Hyderabad: CBSE makes sports period compulsory

Students told to choose a sixth subject as optional.

Update: 2019-03-18 19:20 GMT

Hyderabad: From the academic year beginning April 2019, the Central Board of Secondary Education (CBSE) has kept one compulsory period for sports for classes I to VIII; for classes IX to XII, there will be three sports periods per week.

The educational board has decided to implement the Health and Physical Education programme to ensure that children have time for sports, games and outdoor activity.

Students can also choose from among 40 vocational courses introduced as the sixth subject, apart from the normal five subjects.

The vocational courses are not compulsory. Schools that do not have enough teachers tend not to offer these courses.

There are 200 CBSE schools in Hyderabad and only half of them have opted for the sixth subject.

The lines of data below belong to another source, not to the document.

//! Locator candidate builders.
//!
//! Each builder is an ordered rule list evaluated top to bottom; the first
//! rule that applies produces the seed. The stability carried by a seed is
//! only a hint, the scorer always overrides it.

use super::descriptor::{escape_single_quotes, role_descriptor, text_descriptor};
use super::{LocatorType, StabilityLabel};
use crate::dom::{DocumentContextIndex, ElementRecord};
use crate::utils::ScanConfig;

/// Builder output before naming, scoring and code generation.
#[derive(Debug, Clone, PartialEq, Eq)]
pub struct LocatorSeed {
    pub locator_type: LocatorType,
    pub value: String,
    pub stability_hint: StabilityLabel,
}

impl LocatorSeed {
    fn new(locator_type: LocatorType, value: String, stability_hint: StabilityLabel) -> Self {
        Self {
            locator_type,
            value,
            stability_hint,
        }
    }
}

/// Inputs shared by every rule.
pub struct BuildInput<'a> {
    pub element: &'a ElementRecord,
    pub context: &'a DocumentContextIndex,
    pub config: &'a ScanConfig,
}

type Rule = fn(&BuildInput) -> Option<LocatorSeed>;

// --- CSS ---

const CSS_RULES: &[Rule] = &[css_unique_id, css_test_id, css_partial_class, css_tag];

fn css_unique_id(input: &BuildInput) -> Option<LocatorSeed> {
    let id = input.element.id.as_deref()?;
    // A repeated id is no hook at all; fall through to the next rule.
    input.context.is_unique_id(id).then(|| {
        LocatorSeed::new(LocatorType::Css, format!("#{}", id), StabilityLabel::High)
    })
}

fn css_test_id(input: &BuildInput) -> Option<LocatorSeed> {
    let (attr, value) = input.config.test_id_of(input.element)?;
    Some(LocatorSeed::new(
        LocatorType::Css,
        format!("[{}='{}']", attr, escape_single_quotes(value)),
        StabilityLabel::High,
    ))
}

fn css_partial_class(input: &BuildInput) -> Option<LocatorSeed> {
    let class = input.element.first_class()?;
    Some(LocatorSeed::new(
        LocatorType::Css,
        format!("[class*='{}']", escape_single_quotes(class)),
        StabilityLabel::Medium,
    ))
}

fn css_tag(input: &BuildInput) -> Option<LocatorSeed> {
    let tag = if input.element.tag.is_empty() {
        "*".to_string()
    } else {
        input.element.tag.clone()
    };
    Some(LocatorSeed::new(LocatorType::Css, tag, StabilityLabel::Low))
}

pub fn build_css(input: &BuildInput) -> LocatorSeed {
    CSS_RULES
        .iter()
        .find_map(|rule| rule(input))
        .unwrap_or_else(|| LocatorSeed::new(LocatorType::Css, "*".to_string(), StabilityLabel::Low))
}

// --- XPath ---

const XPATH_RULES: &[Rule] = &[xpath_exact_text, xpath_positional];

fn xpath_exact_text(input: &BuildInput) -> Option<LocatorSeed> {
    let text = input.element.text()?;
    let usable = text.chars().count() <= input.config.max_text_xpath_len
        && !text.contains('\n')
        && !text.contains('\'');
    usable.then(|| {
        LocatorSeed::new(
            LocatorType::XPath,
            format!("//{}[text()='{}']", input.element.tag, text),
            StabilityLabel::Medium,
        )
    })
}

fn xpath_positional(input: &BuildInput) -> Option<LocatorSeed> {
    let index = input.context.occurrence_index(input.element);
    Some(LocatorSeed::new(
        LocatorType::XPath,
        format!("//{}[{}]", input.element.tag, index),
        StabilityLabel::Low,
    ))
}

pub fn build_xpath(input: &BuildInput) -> LocatorSeed {
    XPATH_RULES
        .iter()
        .find_map(|rule| rule(input))
        .unwrap_or_else(|| LocatorSeed::new(LocatorType::XPath, "//*".to_string(), StabilityLabel::Low))
}

// --- Role / text ---

/// Explicit `role` attribute, else the implicit role of links, buttons and
/// text-like inputs.
pub fn infer_role(element: &ElementRecord) -> Option<String> {
    if let Some(role) = &element.role {
        return Some(role.clone());
    }
    match element.tag.as_str() {
        "a" => Some("link".to_string()),
        "button" => Some("button".to_string()),
        "input" => match element.input_type.as_deref() {
            None | Some("text") | Some("search") | Some("email") | Some("password") => {
                Some("textbox".to_string())
            }
            Some(_) => None,
        },
        _ => None,
    }
}

const ROLE_RULES: &[Rule] = &[role_with_name, text_of_control];

fn role_with_name(input: &BuildInput) -> Option<LocatorSeed> {
    let role = infer_role(input.element)?;
    let name = input.element.accessible_name()?;
    Some(LocatorSeed::new(
        LocatorType::Role,
        role_descriptor(&role, name),
        StabilityLabel::High,
    ))
}

fn text_of_control(input: &BuildInput) -> Option<LocatorSeed> {
    if !matches!(input.element.tag.as_str(), "a" | "button") {
        return None;
    }
    let text = input.element.text()?;
    Some(LocatorSeed::new(
        LocatorType::Text,
        text_descriptor(text),
        StabilityLabel::Medium,
    ))
}

pub fn build_role(input: &BuildInput) -> Option<LocatorSeed> {
    ROLE_RULES.iter().find_map(|rule| rule(input))
}

// --- Dynamic-content XPath ---

const CONTAINS_TEXT_CHARS: usize = 20;
const CONTAINS_ATTRIBUTE_CHARS: usize = 10;

/// Unlike the rules above, every one of these fires independently.
type VariantRule = fn(&BuildInput) -> Vec<LocatorSeed>;

const DYNAMIC_XPATH_RULES: &[VariantRule] = &[
    xpath_contains_text,
    xpath_contains_attribute,
    xpath_parent_context,
];

fn head(value: &str, chars: usize) -> String {
    value.chars().take(chars).collect()
}

fn partial_xpath(value: String) -> LocatorSeed {
    LocatorSeed::new(LocatorType::XPath, value, StabilityLabel::Medium)
}

/// `//tag[contains(text(), '...')]` on the first 20 chars of text longer
/// than 3. Inputs have no text nodes and are skipped.
fn xpath_contains_text(input: &BuildInput) -> Vec<LocatorSeed> {
    let element = input.element;
    let Some(text) = element.text() else {
        return Vec::new();
    };
    if element.tag == "input" || text.chars().count() <= 3 {
        return Vec::new();
    }
    let prefix = head(text, CONTAINS_TEXT_CHARS);
    if prefix.contains('\'') {
        return Vec::new();
    }
    vec![partial_xpath(format!(
        "//{}[contains(text(), '{}')]",
        element.tag, prefix
    ))]
}

/// `//tag[contains(@attr, '...')]` on the first 10 chars of every attribute
/// value longer than 5. `class` is a token list, not a value.
fn xpath_contains_attribute(input: &BuildInput) -> Vec<LocatorSeed> {
    let element = input.element;
    element
        .attributes
        .iter()
        .filter(|(attr, value)| attr != "class" && value.chars().count() > 5)
        .map(|(attr, value)| (attr, head(value, CONTAINS_ATTRIBUTE_CHARS)))
        .filter(|(_, prefix)| !prefix.contains('\''))
        .map(|(attr, prefix)| {
            partial_xpath(format!(
                "//{}[contains(@{}, '{}')]",
                element.tag, attr, prefix
            ))
        })
        .collect()
}

/// `//*[@id='parent']//tag` when the parent element has an id.
fn xpath_parent_context(input: &BuildInput) -> Vec<LocatorSeed> {
    match input.element.parent_id.as_deref() {
        Some(parent) if !parent.contains('\'') => vec![partial_xpath(format!(
            "//*[@id='{}']//{}",
            parent, input.element.tag
        ))],
        _ => Vec::new(),
    }
}

/// Partial-match and parent-anchored XPath variants for content that
/// changes between renders.
pub fn build_dynamic_xpaths(input: &BuildInput) -> Vec<LocatorSeed> {
    DYNAMIC_XPATH_RULES
        .iter()
        .flat_map(|rule| rule(input))
        .collect()
}
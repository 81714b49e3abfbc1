//! Playwright role/text locator descriptors.
//!
//! Role and text locators are stored as the Playwright expression itself,
//! e.g. `page.getByRole('button', { name: 'Add to Cart' })`, so they can be
//! pasted as-is. Page Object generation and validation parse them back.

use regex::Regex;
use std::sync::LazyLock;

static ROLE_DESCRIPTOR: LazyLock<Regex> = LazyLock::new(|| {
    Regex::new(r"getByRole\('\s*((?:[^'\\]|\\.)+?)\s*'\s*,\s*\{\s*name:\s*'((?:[^'\\]|\\.)*)'\s*\}\)")
        .unwrap()
});

static TEXT_DESCRIPTOR: LazyLock<Regex> =
    LazyLock::new(|| Regex::new(r"getByText\('((?:[^'\\]|\\.)*)'\)").unwrap());

/// Escape single quotes for a single-quoted selector or JS string.
pub fn escape_single_quotes(value: &str) -> String {
    value.replace('\'', "\\'")
}

fn unescape_single_quotes(value: &str) -> String {
    value.replace("\\'", "'")
}

pub fn role_descriptor(role: &str, name: &str) -> String {
    format!(
        "page.getByRole('{}', {{ name: '{}' }})",
        escape_single_quotes(role),
        escape_single_quotes(name)
    )
}

pub fn text_descriptor(text: &str) -> String {
    format!("page.getByText('{}')", escape_single_quotes(text))
}

/// `(role, name)` from a role descriptor.
pub fn parse_role(descriptor: &str) -> Option<(String, String)> {
    let caps = ROLE_DESCRIPTOR.captures(descriptor)?;
    Some((
        unescape_single_quotes(&caps[1]),
        unescape_single_quotes(&caps[2]),
    ))
}

pub fn parse_text(descriptor: &str) -> Option<String> {
    let caps = TEXT_DESCRIPTOR.captures(descriptor)?;
    Some(unescape_single_quotes(&caps[1]))
}
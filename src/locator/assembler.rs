//! Candidate assembly: the full per-document locator pipeline.

use super::builders::{
    build_css, build_dynamic_xpaths, build_role, build_xpath, BuildInput, LocatorSeed,
};
use super::dynamic::analyze;
use super::naming;
use super::scorer::{score, ScoreInput};
use super::snippets::code_snippets;
use super::{LocatorCandidate, StabilityLabel};
use crate::dom::{extract, Document, DocumentContextIndex, ElementRecord};
use crate::utils::ScanConfig;
use std::collections::HashSet;

/// Everything one scan of a document produces.
#[derive(Debug, Clone, Default)]
pub struct Generation {
    pub elements: Vec<ElementRecord>,
    pub locators: Vec<LocatorCandidate>,
}

/// Parse `html`, extract the configured element universe and build every
/// locator candidate for it.
pub fn generate_locators(html: &str, config: &ScanConfig) -> Generation {
    let document = Document::parse(html);
    let elements = extract(&document, config.tag_universe);
    let context = DocumentContextIndex::build(&document, &elements);
    let locators = assemble(&elements, &context, config);
    Generation { elements, locators }
}

/// Candidates for `elements` in element order: CSS, XPath, role/text, then
/// the dynamic XPath variants when enabled.
///
/// A (name, type, value) triple is emitted once across the whole document;
/// later repeats are dropped. An element whose name and locators all repeat
/// an earlier element's therefore contributes no candidates at all.
pub fn assemble(
    elements: &[ElementRecord],
    context: &DocumentContextIndex,
    config: &ScanConfig,
) -> Vec<LocatorCandidate> {
    let mut seen = HashSet::new();
    let mut candidates = Vec::new();
    let mut dropped = 0usize;

    for element in elements {
        let input = BuildInput {
            element,
            context,
            config,
        };
        let custom_name = naming::name(element, config);
        let analysis = analyze(element, context);

        let mut seeds: Vec<LocatorSeed> = vec![build_css(&input), build_xpath(&input)];
        if config.include_role_selectors {
            seeds.extend(build_role(&input));
        }
        if config.include_dynamic_xpaths {
            seeds.extend(build_dynamic_xpaths(&input));
        }

        for seed in seeds {
            let key = (custom_name.clone(), seed.locator_type, seed.value.clone());
            if !seen.insert(key) {
                dropped += 1;
                continue;
            }

            let stability_score = score(&ScoreInput {
                element,
                locator_type: seed.locator_type,
                value: &seed.value,
                context,
                config,
            });
            let automation_tool = seed.locator_type.automation_tool();

            candidates.push(LocatorCandidate {
                custom_name: custom_name.clone(),
                locator_type: seed.locator_type,
                stability_label: StabilityLabel::from_score(stability_score),
                stability_score,
                automation_tool,
                is_dynamic: analysis.is_dynamic,
                is_duplicate: analysis.is_duplicate,
                warnings: analysis.warnings.clone(),
                code_snippets: code_snippets(seed.locator_type, &seed.value, automation_tool),
                locator_value: seed.value,
                validated: None,
                match_count: None,
                validation_error: None,
            });
        }
    }

    if dropped > 0 {
        log::debug!("Dropped {} repeated locator candidates", dropped);
    }
    log::info!(
        "Generated {} locators for {} elements",
        candidates.len(),
        elements.len()
    );
    candidates
}

/// Keep candidates labelled `min` or better.
pub fn filter_min_stability(
    candidates: Vec<LocatorCandidate>,
    min: StabilityLabel,
) -> Vec<LocatorCandidate> {
    candidates
        .into_iter()
        .filter(|c| c.stability_label.rank() >= min.rank())
        .collect()
}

Sunir Nagi, principal of Pallavi Model School at Alwal told  this newspaper that the sixth subject is “to give an additional skill to the student which keeps them in tune with the present times.”

“There are many courses offered to the students and each school has the choice to pick what suits them and their set-up,” the principal added.

The vocational courses include information technology, automobile engineering, beauty, wellness, fashion, yoga, electronics and the latest that has captured the imagination of the present generation — artificial intelligence.

A senior CBSE teacher said that a new course requires adequate number of teachers, a place for the set-up, and enough students wanting to take that course. For this reason, every year the board carries out a review and adds or deletes some courses.

Such courses develop a student’s skills, but faculty must be available, which is not always the case, and the cost must be affordable.

Yoga, information technology, fashion, wellness and horticulture are popular because the cost is low and teachers are available.